Meditation and the Brain - Neurophysiological Effects of Meditation
Summary
Meditation is aimed at altering mental states and traits. To achieve this, practitioners engage in different attentional and emotional regulatory practices. Based on the assumption that different mental states are accompanied by different neurophysiological states, meditation practices are believed to induce both short-term and long-term neurophysiological changes. In addition, by frequently engaging in mental training it is believed that meditation practitioners can provide useful information about mental states and conscious subjective experiences. As a result, meditation has been the subject of neuroscientific studies investigating the possible changes in attention, emotion, and consciousness. The present thesis provides an overview on the recent literature on these topics and a structured analysis of the research findings. This overview shows that different forms of meditation yield different effects related to differences in attention distribution, emotion regulation, and cultivated awareness.
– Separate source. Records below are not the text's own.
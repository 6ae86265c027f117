//! Conditional and macro-call directives: `<if>`, `<switch>`/`<case>`, `<call>`/`<param>`.

use crate::directive::Directive;
use crate::error::TemplateError;
use crate::executor::{MAX_NESTING_DEPTH, TemplateExecutor};
use xtemplate_dom::NodeRef;
use xtemplate_writer::OutputSink;

impl TemplateExecutor {
    pub(crate) fn handle_if(
        &mut self,
        element: &NodeRef,
        sink: &mut dyn OutputSink,
    ) -> Result<(), TemplateError> {
        let Some(test) = self.substituted_attribute(element, "test")? else {
            return Err(TemplateError::config(element, "Test must be specified").with_attribute("test"));
        };
        if self.evaluate_test(element, &test)? {
            self.process_contents_in_new_scope(element, true, sink)?;
        }
        Ok(())
    }

    /// Processes the first included `<case>` whose test is absent or true.
    /// Children after the matching case are not examined.
    pub(crate) fn handle_switch(
        &mut self,
        element: &NodeRef,
        sink: &mut dyn OutputSink,
    ) -> Result<(), TemplateError> {
        for child in element.children() {
            if !child.is_element() {
                if !child.is_comment_or_whitespace() {
                    return Err(TemplateError::config(element, "Illegal content within <switch>"));
                }
                continue;
            }
            if !self.is_included(&child)? {
                continue;
            }
            if self.directive(&child) != Directive::Case {
                return Err(TemplateError::config(&child, "Illegal element within <switch>"));
            }
            let matched = match self.substituted_attribute(&child, "test")? {
                Some(test) => self.evaluate_test(&child, &test)?,
                None => true,
            };
            if matched {
                return self.process_contents_in_new_scope(&child, true, sink);
            }
        }
        Ok(())
    }

    /// Binds `<param>` children in a new scope, then processes the macro body there.
    pub(crate) fn handle_call(
        &mut self,
        element: &NodeRef,
        sink: &mut dyn OutputSink,
    ) -> Result<(), TemplateError> {
        let name = self
            .substituted_attribute(element, "name")?
            .unwrap_or_default();
        let Some(body) = self.scopes.resolve_macro(&name).cloned() else {
            return Err(
                TemplateError::config(element, format!("macro name incorrect - {}", name))
                    .with_attribute("name"),
            );
        };
        if self.nesting_depth >= MAX_NESTING_DEPTH {
            return Err(TemplateError::config(
                element,
                format!("Macro calls nested too deeply - {}", name),
            )
            .with_attribute("name"));
        }
        let mut scope = self.enter_scope(element);
        for child in element.children() {
            if !child.is_element() {
                if !child.is_comment_or_whitespace() {
                    return Err(TemplateError::config(element, "Illegal content within <call>"));
                }
                continue;
            }
            if !scope.is_included(&child)? {
                continue;
            }
            if scope.directive(&child) != Directive::Param {
                return Err(TemplateError::config(&child, "Illegal element within <call>"));
            }
            scope.bind_param(&child)?;
        }
        log::debug!("Calling macro '{}' at depth {}", name, scope.nesting_depth);
        scope.nesting_depth += 1;
        let result = scope.process_contents(&body, true, sink);
        scope.nesting_depth -= 1;
        result
    }

    fn bind_param(&mut self, param: &NodeRef) -> Result<(), TemplateError> {
        let name = self.required_identifier(param, "name")?;
        let value = self.evaluate_required(param, "value", "Value missing")?;
        self.bind_variable(param, &name, value)
    }

    fn evaluate_test(&self, element: &NodeRef, test: &str) -> Result<bool, TemplateError> {
        self.evaluate(element, "test", test)?
            .as_boolean()
            .map_err(|e| {
                TemplateError::expression(element, &format!("Error in test - {}", test), e)
                    .with_attribute("test")
            })
    }
}
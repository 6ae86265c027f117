//! The `OutputSink` event interface and its in-memory implementation.

use crate::error::WriteError;
use std::fmt;
use std::str::FromStr;

/// Name of an emitted element.
#[derive(Debug, Clone, PartialEq, Eq)]
pub struct ElementName {
    pub namespace: Option<String>,
    pub local_name: String,
    /// Name as written to the output, including any prefix.
    pub qualified_name: String,
}

impl ElementName {
    pub fn new(namespace: Option<&str>, local_name: &str, qualified_name: &str) -> Self {
        ElementName {
            namespace: namespace.map(str::to_string),
            local_name: local_name.to_string(),
            qualified_name: qualified_name.to_string(),
        }
    }

    /// A name with no namespace, e.g. for tests or generated markup.
    pub fn local(name: &str) -> Self {
        ElementName::new(None, name, name)
    }
}

#[derive(Debug, Clone, PartialEq, Eq)]
pub struct OutputAttribute {
    pub namespace: Option<String>,
    pub local_name: String,
    pub qualified_name: String,
    pub value: String,
}

impl OutputAttribute {
    pub fn new(qualified_name: &str, value: impl Into<String>) -> Self {
        let local_name = qualified_name
            .split_once(':')
            .map_or(qualified_name, |(_, local)| local);
        OutputAttribute {
            namespace: None,
            local_name: local_name.to_string(),
            qualified_name: qualified_name.to_string(),
            value: value.into(),
        }
    }
}

/// Whitespace handling applied by the serializers.
#[derive(Debug, Clone, Copy, Default, PartialEq, Eq)]
pub enum Whitespace {
    /// Drop whitespace-only character runs.
    None,
    /// Write character data exactly as received.
    #[default]
    All,
    /// Drop whitespace-only runs and indent element-only content.
    Indent,
}

impl FromStr for Whitespace {
    type Err = WriteError;

    fn from_str(s: &str) -> Result<Self, Self::Err> {
        if s.eq_ignore_ascii_case("none") {
            Ok(Whitespace::None)
        } else if s.eq_ignore_ascii_case("all") {
            Ok(Whitespace::All)
        } else if s.eq_ignore_ascii_case("indent") {
            Ok(Whitespace::Indent)
        } else {
            Err(WriteError::InvalidWhitespace(s.to_string()))
        }
    }
}

impl fmt::Display for Whitespace {
    fn fmt(&self, f: &mut fmt::Formatter<'_>) -> fmt::Result {
        f.write_str(match self {
            Whitespace::None => "none",
            Whitespace::All => "all",
            Whitespace::Indent => "indent",
        })
    }
}

/// Receives the ordered stream of document events produced by the interpreter.
pub trait OutputSink {
    fn start_document(&mut self) -> Result<(), WriteError>;
    fn end_document(&mut self) -> Result<(), WriteError>;

    fn start_element(
        &mut self,
        name: &ElementName,
        attributes: &[OutputAttribute],
    ) -> Result<(), WriteError>;
    fn end_element(&mut self, name: &ElementName) -> Result<(), WriteError>;

    fn characters(&mut self, text: &str) -> Result<(), WriteError>;

    fn start_cdata(&mut self) -> Result<(), WriteError>;
    fn end_cdata(&mut self) -> Result<(), WriteError>;

    fn start_dtd(
        &mut self,
        name: &str,
        public_id: Option<&str>,
        system_id: Option<&str>,
    ) -> Result<(), WriteError>;
    fn end_dtd(&mut self) -> Result<(), WriteError>;
}

/// One recorded call on a [`RecordingSink`].
#[derive(Debug, Clone, PartialEq, Eq)]
pub enum OutputEvent {
    StartDocument,
    EndDocument,
    StartElement {
        name: String,
        attributes: Vec<(String, String)>,
    },
    EndElement(String),
    Characters(String),
    StartCData,
    EndCData,
    StartDtd {
        name: String,
        public_id: Option<String>,
        system_id: Option<String>,
    },
    EndDtd,
}

/// Keeps every event in memory. Adjacent character events are merged.
#[derive(Debug, Default, Clone)]
pub struct RecordingSink {
    pub events: Vec<OutputEvent>,
}

impl RecordingSink {
    pub fn new() -> Self {
        Self::default()
    }

    /// Qualified names of all started elements, in document order.
    pub fn element_names(&self) -> Vec<&str> {
        self.events
            .iter()
            .filter_map(|e| match e {
                OutputEvent::StartElement { name, .. } => Some(name.as_str()),
                _ => None,
            })
            .collect()
    }

    /// Concatenation of all character data.
    pub fn text(&self) -> String {
        self.events
            .iter()
            .filter_map(|e| match e {
                OutputEvent::Characters(t) => Some(t.as_str()),
                _ => None,
            })
            .collect()
    }
}

impl OutputSink for RecordingSink {
    fn start_document(&mut self) -> Result<(), WriteError> {
        self.events.push(OutputEvent::StartDocument);
        Ok(())
    }

    fn end_document(&mut self) -> Result<(), WriteError> {
        self.events.push(OutputEvent::EndDocument);
        Ok(())
    }

    fn start_element(
        &mut self,
        name: &ElementName,
        attributes: &[OutputAttribute],
    ) -> Result<(), WriteError> {
        self.events.push(OutputEvent::StartElement {
            name: name.qualified_name.clone(),
            attributes: attributes
                .iter()
                .map(|a| (a.qualified_name.clone(), a.value.clone()))
                .collect(),
        });
        Ok(())
    }

    fn end_element(&mut self, name: &ElementName) -> Result<(), WriteError> {
        self.events
            .push(OutputEvent::EndElement(name.qualified_name.clone()));
        Ok(())
    }

    fn characters(&mut self, text: &str) -> Result<(), WriteError> {
        if let Some(OutputEvent::Characters(last)) = self.events.last_mut() {
            last.push_str(text);
        } else {
            self.events.push(OutputEvent::Characters(text.to_string()));
        }
        Ok(())
    }

    fn start_cdata(&mut self) -> Result<(), WriteError> {
        self.events.push(OutputEvent::StartCData);
        Ok(())
    }

    fn end_cdata(&mut self) -> Result<(), WriteError> {
        self.events.push(OutputEvent::EndCData);
        Ok(())
    }

    fn start_dtd(
        &mut self,
        name: &str,
        public_id: Option<&str>,
        system_id: Option<&str>,
    ) -> Result<(), WriteError> {
        self.events.push(OutputEvent::StartDtd {
            name: name.to_string(),
            public_id: public_id.map(str::to_string),
            system_id: system_id.map(str::to_string),
        });
        Ok(())
    }

    fn end_dtd(&mut self) -> Result<(), WriteError> {
        self.events.push(OutputEvent::EndDtd);
        Ok(())
    }
}
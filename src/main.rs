use clap::Parser;
use log::LevelFilter;
use std::process::ExitCode;
use xtemplate::cli::{Cli, CliError, run};

fn main() -> ExitCode {
    let cli = Cli::parse();
    let mut logger = env_logger::Builder::from_default_env();
    if cli.verbose {
        logger.filter_level(LevelFilter::Debug);
    }
    logger.init();

    match run(&cli) {
        Ok(()) => ExitCode::SUCCESS,
        Err(e) => {
            report(&e);
            ExitCode::FAILURE
        }
    }
}

fn report(error: &CliError) {
    if let CliError::Template(e) = error
        && let Some(path) = e.path()
    {
        eprintln!("XPath: {}", path);
    }
    eprintln!("{}", error);
}
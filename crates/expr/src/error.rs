use thiserror::Error;

#[derive(Error, Debug, Clone, PartialEq)]
pub enum ExprError {
    #[error("Expression parse error in '{expression}': {message}")]
    Parse { expression: String, message: String },

    #[error("Unterminated expression in '{0}'")]
    Unterminated(String),

    #[error("Identifier not recognised - {0}")]
    UnknownVariable(String),

    #[error("Namespace prefix not recognised - {0}")]
    UnknownPrefix(String),

    #[error("No implementation registered for namespace - {0}")]
    UnknownNamespace(String),

    #[error("Function not recognised - {0}")]
    UnknownFunction(String),

    #[error("Type error: {0}")]
    Type(String),

    #[error("Can't convert {from} to {to}")]
    Coercion { from: &'static str, to: &'static str },

    #[error("Arithmetic error: {0}")]
    Arithmetic(String),

    #[error("Function '{function}' error: {message}")]
    Function { function: String, message: String },
}

impl ExprError {
    pub fn function(function: impl Into<String>, message: impl Into<String>) -> Self {
        ExprError::Function {
            function: function.into(),
            message: message.into(),
        }
    }
}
Furthermore, intensity of the meditation state and the level of experience have consistently been shown to correlate with changes in brain activity. Lastly, structural changes have repeatedly been observed as a consequence of long-term meditation practice. These findings show that the alterations of mental states in meditation practices are accompanied by neurophysiological changes. The current thesis also demonstrates that the ways through which meditation exert these effects are now beginning to be understood and that results are becoming more cohesive and directed.